Truchard is a former president and CEO of the multibillion-dollar Austin-based tech company National Instruments. He recently gave $5 million to the University of Texas at San Antonio College of Sciences for the new Oskar Fischer Project; the money will be divvied among the scientists who can sufficiently explain what causes Alzheimer's.
Truchard says the idea for the prize money came to him after witnessing how his first wife lost her memory and struggled with her mental health over a period of 18 years, before she eventually died from an aneurysm.
"The last five years [of her life] was very much like Alzheimer's. And we know that Alzheimer's is a tremendous challenge for the caregivers, the spouses, and a disease which we've made no progress in the last 111 years," Truchard says. "We need to move the needle, and I'm hoping to find somebody who can give us a better starting point in understanding Alzheimer's."
Truchard says 130,000 scientific papers on Alzheimer's have been published, but he says all of that research focuses on narrow aspects of the disease and brain science. He wants someone to comb through that literature and put it all together in order to clearly define what the disease is.
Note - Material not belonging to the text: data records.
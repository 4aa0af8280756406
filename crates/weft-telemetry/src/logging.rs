//! Logging setup on top of tracing-subscriber.

use tracing_subscriber::EnvFilter;

use crate::error::{TelemetryError, TelemetryResult};

/// Output format for log lines.
#[derive(Debug, Clone, Copy, PartialEq, Eq, Default)]
pub enum LogFormat {
    /// Human-readable output for terminals.
    #[default]
    Pretty,
    /// One JSON object per line, for log shippers.
    Json,
}

impl LogFormat {
    /// Parse a format name. Unknown names fall back to pretty.
    #[must_use]
    pub fn parse(s: &str) -> Self {
        match s {
            "json" => Self::Json,
            _ => Self::Pretty,
        }
    }
}

/// Logging configuration.
#[derive(Debug, Clone)]
pub struct LogConfig {
    /// Base level filter (e.g. `"info"`, `"weft_runtime=debug"`).
    pub level: String,
    /// Output format.
    pub format: LogFormat,
}

impl LogConfig {
    /// Create a config with the given base level.
    #[must_use]
    pub fn new(level: impl Into<String>) -> Self {
        Self {
            level: level.into(),
            format: LogFormat::Pretty,
        }
    }

    /// Set the output format.
    #[must_use]
    pub fn with_format(mut self, format: LogFormat) -> Self {
        self.format = format;
        self
    }
}

impl Default for LogConfig {
    fn default() -> Self {
        Self::new("info")
    }
}

/// Install the global tracing subscriber.
///
/// `RUST_LOG` takes precedence over the configured level when set.
///
/// # Errors
///
/// Returns [`TelemetryError::InvalidFilter`] if the level string does not
/// parse, or [`TelemetryError::AlreadyInitialized`] if a subscriber has
/// already been installed (tests install their own).
pub fn setup_logging(config: &LogConfig) -> TelemetryResult<()> {
    let filter = match std::env::var("RUST_LOG") {
        Ok(env) => EnvFilter::try_new(env),
        Err(_) => EnvFilter::try_new(&config.level),
    }
    .map_err(|e| TelemetryError::InvalidFilter(e.to_string()))?;

    let builder = tracing_subscriber::fmt().with_env_filter(filter);

    let result = match config.format {
        LogFormat::Pretty => builder.try_init(),
        LogFormat::Json => builder.json().try_init(),
    };

    result.map_err(|e| TelemetryError::AlreadyInitialized(e.to_string()))
}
"Just like someone like Einstein did in creating the theory of general relativity or Darwin did in looking at evolution," Truchard says.
He says that can be done best by aggregating all the research that has been done over the last century.
"It probably needs aggregation. We have to look at a big picture as well as the very fine details," Truchard says.
Truchard says his experience heading up a large corporation gives him a different perspective on how to solve big scientific problems. For one thing, he says businesses have a fundamental responsibility to make money, which means they can take a pragmatic approach to problem-solving; academics, on the other hand, are hindered by constantly having to come up with new research and new theories in order to get published.
"It may be very difficult to publish an explanation that doesn't involve new, original research," Truchard says. "Whereas a business, you don't worry about whether it's original or not, you just worry about whether you can make money."
The top prize for one scientist will be $2 million; Truchard says UTSA will take applications starting in February 2019, and researchers accepted into the project will have two years to conduct their research.
"We're hoping we can find some genius, someone that can do like Einstein did, and come up with the right answer. They may be famous, they may be somebody we've never heard of before. There are no rules," Truchard says.